Molecular Modeling of Ammonium, Calcium, Sulfur, and Sodium Lignosulphonates in Acid and Basic Aqueous Environments

• Published in: Brazilian journal of physics Vol. 45; no. 6; pp. 567 - 574
• Main Authors: Salazar Valencia, P. J., Bolívar Marinez, L. E., Pérez Merchancano, S. T.
• Format: Journal Article
• Language: English
• Published: New York Springer US 01.12.2015
• Subjects: Atomic Physics; Physics; Physics and Astronomy; Computational chemistry; Semiempirical methods; Lignosulphonates
• ISSN: 0103-9733; 1678-4448
• DOI: 10.1007/s13538-015-0364-5

Lignosulphonates (LS), also known as lignin sulfonates or sulfite lignin, are lignins in sulfonated forms, obtained from the “sulfite liquors,” a residue of the wood pulp extraction process. Their main utility lies in its wide range of properties, they can be used as additives, dispersants, binders, fluxing, binder agents, etc. in fields ranging from food to fertilizer manufacture and even as agents in the preparation of ion exchange membranes.

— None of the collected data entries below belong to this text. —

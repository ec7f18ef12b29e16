//! Application state shared across handlers.

use std::sync::Arc;

use crate::config::AppConfig;
use crate::services::meta::MetaAdsClient;
use crate::services::sheets::SheetsClient;
use crate::services::shopify::ShopifyClient;

/// Application state shared across all handlers.
#[derive(Clone)]
pub struct AppState {
    inner: Arc<AppStateInner>,
}

struct AppStateInner {
    config: AppConfig,
    sheets: SheetsClient,
    meta: MetaAdsClient,
    shopify: ShopifyClient,
}

impl AppState {
    /// Build state from configuration; one shared HTTP connection pool
    /// backs all three clients.
    #[must_use]
    pub fn new(config: AppConfig) -> Self {
        let http = reqwest::Client::new();
        let sheets = SheetsClient::new(
            http.clone(),
            config.sheets_base_url.clone(),
            config.sheet_id.clone(),
            config.sheet_name.clone(),
            config.sheets_token.clone(),
        );
        let meta = MetaAdsClient::new(http.clone(), config.meta_base_url.clone());
        let shopify = ShopifyClient::new(http);

        Self {
            inner: Arc::new(AppStateInner {
                config,
                sheets,
                meta,
                shopify,
            }),
        }
    }

    #[must_use]
    pub fn config(&self) -> &AppConfig {
        &self.inner.config
    }

    #[must_use]
    pub fn sheets(&self) -> &SheetsClient {
        &self.inner.sheets
    }

    #[must_use]
    pub fn meta(&self) -> &MetaAdsClient {
        &self.inner.meta
    }

    #[must_use]
    pub fn shopify(&self) -> &ShopifyClient {
        &self.inner.shopify
    }
}

impl std::fmt::Debug for AppState {
    fn fmt(&self, f: &mut std::fmt::Formatter<'_>) -> std::fmt::Result {
        f.debug_struct("AppState")
            .field("config", &self.inner.config)
            .finish_non_exhaustive()
    }
}
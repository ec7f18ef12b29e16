//! Metric cells and A1-notation addressing.

use rust_decimal::Decimal;
use serde_json::Value;

/// A value destined for one spreadsheet cell.
#[derive(Debug, Clone, PartialEq, Eq)]
pub enum CellValue {
    /// A monetary amount, already rounded to 2 decimal places.
    Number(Decimal),
    /// An integer count (order counts).
    Count(u64),
    /// An error sentinel written in place of a numeric result.
    Text(String),
}

impl CellValue {
    /// The JSON value sent to the sheet (`valueInputOption: RAW`).
    ///
    /// Numbers are written as JSON numbers so the sheet treats them as
    /// numeric, not text.
    #[must_use]
    pub fn to_json(&self) -> Value {
        match self {
            Self::Number(amount) => amount
                .to_string()
                .parse::<serde_json::Number>()
                .map_or_else(|_| Value::String(amount.to_string()), Value::Number),
            Self::Count(n) => Value::from(*n),
            Self::Text(s) => Value::String(s.clone()),
        }
    }
}

/// One computed metric addressed to a `(column, row)` slot.
///
/// `column` and `row` are both 1-indexed, matching A1 notation.
#[derive(Debug, Clone, PartialEq, Eq)]
pub struct MetricCell {
    pub column: u32,
    pub row: u32,
    pub value: CellValue,
}

impl MetricCell {
    /// Render the A1 range for this cell, e.g. `Shopify Meta!C7`.
    #[must_use]
    pub fn range(&self, sheet_name: &str) -> String {
        format!("{sheet_name}!{}{}", column_label(self.column), self.row)
    }
}

/// Convert a 1-indexed column number to its spreadsheet letter label.
///
/// Base-26 with no zero digit: 1 -> `A`, 26 -> `Z`, 27 -> `AA`, 703 -> `AAA`.
/// Returns an empty string for 0, which is never a valid column.
#[must_use]
pub fn column_label(index: u32) -> String {
    let mut col = index;
    let mut label = String::new();
    while col > 0 {
        let rem = (col - 1) % 26;
        label.insert(0, char::from(b'A' + u8::try_from(rem).unwrap_or(0)));
        col = (col - rem - 1) / 26;
    }
    label
}
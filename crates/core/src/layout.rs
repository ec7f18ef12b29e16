//! Mode-dependent sheet row layouts and fixed credential rows.
//!
//! The sheet template is external configuration: fixed header rows hold
//! per-column credentials, and fixed metric rows receive computed values.
//! Row numbers are reproduced here verbatim as data and validated at
//! startup; they are never computed inline.

use thiserror::Error;

use crate::period::{Mode, Period};

/// Fixed 1-indexed credential rows of the sheet template.
pub mod rows {
    /// Meta ad account id.
    pub const AD_ACCOUNT_ID: u32 = 3;
    /// Meta access token.
    pub const META_TOKEN: u32 = 4;
    /// Comma-separated Meta campaign ids.
    pub const CAMPAIGN_IDS: u32 = 5;
    /// Shopify Admin API access token.
    pub const SHOPIFY_TOKEN: u32 = 12;
    /// Shopify shop URL (scheme + host).
    pub const SHOP_URL: u32 = 13;
    /// Shopify API version (e.g. `2024-04`).
    pub const API_VERSION: u32 = 14;
    /// Last row of the credential block; reads cover `A1:{end}{BLOCK_END}`.
    pub const BLOCK_END: u32 = 14;
}

/// The three metrics written per column and period.
#[derive(Debug, Clone, Copy, PartialEq, Eq, Hash)]
pub enum Metric {
    AdSpend,
    Sales,
    Orders,
}

impl Metric {
    /// All metrics, in the order they are written per period.
    pub const ALL: [Self; 3] = [Self::AdSpend, Self::Sales, Self::Orders];
}

/// The four row layouts, one per mode, as flat configuration data.
///
/// The `current` layout matches the original sheet template; the three
/// past-mode layouts continue the same blocks with one row per mode.
const ROW_TABLE: &[(Mode, Metric, Period, u32)] = &[
    // mode=current: week/month/year blocks
    (Mode::Current, Metric::AdSpend, Period::Week, 6),
    (Mode::Current, Metric::AdSpend, Period::Month, 7),
    (Mode::Current, Metric::AdSpend, Period::Year, 8),
    (Mode::Current, Metric::Sales, Period::Week, 15),
    (Mode::Current, Metric::Sales, Period::Month, 16),
    (Mode::Current, Metric::Sales, Period::Year, 17),
    (Mode::Current, Metric::Orders, Period::Week, 18),
    (Mode::Current, Metric::Orders, Period::Month, 19),
    (Mode::Current, Metric::Orders, Period::Year, 20),
    // single-past-period modes
    (Mode::LastWeek, Metric::AdSpend, Period::LastWeek, 9),
    (Mode::LastMonth, Metric::AdSpend, Period::LastMonth, 10),
    (Mode::LastYear, Metric::AdSpend, Period::LastYear, 11),
    (Mode::LastWeek, Metric::Sales, Period::LastWeek, 21),
    (Mode::LastMonth, Metric::Sales, Period::LastMonth, 22),
    (Mode::LastYear, Metric::Sales, Period::LastYear, 23),
    (Mode::LastWeek, Metric::Orders, Period::LastWeek, 24),
    (Mode::LastMonth, Metric::Orders, Period::LastMonth, 25),
    (Mode::LastYear, Metric::Orders, Period::LastYear, 26),
];

/// Look up the target row for a metric in a given mode and period.
///
/// Returns `None` for combinations outside the mode's layout (e.g.
/// `Period::Week` under `Mode::LastMonth`).
#[must_use]
pub fn metric_row(mode: Mode, metric: Metric, period: Period) -> Option<u32> {
    ROW_TABLE
        .iter()
        .find(|(m, me, p, _)| *m == mode && *me == metric && *p == period)
        .map(|(_, _, _, row)| *row)
}

/// Row layout validation failure.
#[derive(Debug, Error)]
pub enum LayoutError {
    #[error("row layout missing entry for mode={mode} metric={metric:?} period={period:?}")]
    MissingEntry {
        mode: Mode,
        metric: Metric,
        period: Period,
    },
    #[error("row layout assigns row {row} more than once")]
    DuplicateRow { row: u32 },
    #[error("row layout assigns metric row {row} inside the credential block")]
    CredentialOverlap { row: u32 },
}

/// Validate the row table at startup.
///
/// Checks that every mode covers all of its periods for all three metrics,
/// that no row number is assigned twice, and that no metric row collides
/// with the credential block.
///
/// # Errors
///
/// Returns the first violation found; the table is compile-time constant,
/// so any error here is a template bug.
pub fn validate() -> Result<(), LayoutError> {
    for mode in [Mode::Current, Mode::LastWeek, Mode::LastMonth, Mode::LastYear] {
        for period in mode.periods() {
            for metric in Metric::ALL {
                if metric_row(mode, metric, *period).is_none() {
                    return Err(LayoutError::MissingEntry {
                        mode,
                        metric,
                        period: *period,
                    });
                }
            }
        }
    }

    let mut seen = std::collections::HashSet::new();
    for (_, _, _, row) in ROW_TABLE {
        if !seen.insert(*row) {
            return Err(LayoutError::DuplicateRow { row: *row });
        }
        if (1..=rows::BLOCK_END).contains(row)
            && matches!(
                *row,
                rows::AD_ACCOUNT_ID
                    | rows::META_TOKEN
                    | rows::CAMPAIGN_IDS
                    | rows::SHOPIFY_TOKEN
                    | rows::SHOP_URL
                    | rows::API_VERSION
            )
        {
            return Err(LayoutError::CredentialOverlap { row: *row });
        }
    }

    Ok(())
}

#[cfg(test)]
#[allow(clippy::unwrap_used)]
mod tests {
    use super::*;

    #[test]
    fn test_table_validates() {
        validate().unwrap();
    }

    #[test]
    fn test_current_layout_matches_template() {
        assert_eq!(metric_row(Mode::Current, Metric::AdSpend, Period::Week), Some(6));
        assert_eq!(metric_row(Mode::Current, Metric::AdSpend, Period::Month), Some(7));
        assert_eq!(metric_row(Mode::Current, Metric::AdSpend, Period::Year), Some(8));
        assert_eq!(metric_row(Mode::Current, Metric::Sales, Period::Week), Some(15));
        assert_eq!(metric_row(Mode::Current, Metric::Orders, Period::Year), Some(20));
    }

    #[test]
    fn test_past_mode_layouts() {
        assert_eq!(
            metric_row(Mode::LastWeek, Metric::AdSpend, Period::LastWeek),
            Some(9)
        );
        assert_eq!(
            metric_row(Mode::LastMonth, Metric::Sales, Period::LastMonth),
            Some(22)
        );
        assert_eq!(
            metric_row(Mode::LastYear, Metric::Orders, Period::LastYear),
            Some(26)
        );
    }

    #[test]
    fn test_cross_mode_lookup_is_none() {
        assert_eq!(metric_row(Mode::LastMonth, Metric::Sales, Period::Week), None);
        assert_eq!(metric_row(Mode::Current, Metric::AdSpend, Period::LastYear), None);
    }

    #[test]
    fn test_metric_rows_clear_of_credential_block() {
        for (_, _, _, row) in ROW_TABLE {
            assert!(
                *row > rows::CAMPAIGN_IDS,
                "metric row {row} collides with Meta credential rows"
            );
        }
    }
}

Since they can be manufactured relatively easy and quickly, and that its molecular size can be manipulated to obtain fragments of very low molecular weight, they are used as transport agents in the food industry, cosmetics, pharmaceutical and drug development, and as molecular elements for the treatment of health problems. In this paper, we study the electronic structural and optical characteristics of LS incorporating ammonium, sulfur, calcium, and sodium ions in acidic and basic aqueous media in order to gain a better understanding of their behavior and the very interesting properties exhibit. The studies were performed using the molecular modeling program HyperChem 5 using the semiempirical method PM3 of the NDO Family (neglect of differential overlap), to calculate the structural properties. We calculated the electronic and optical properties using the semiempirical method ZINDO / CI.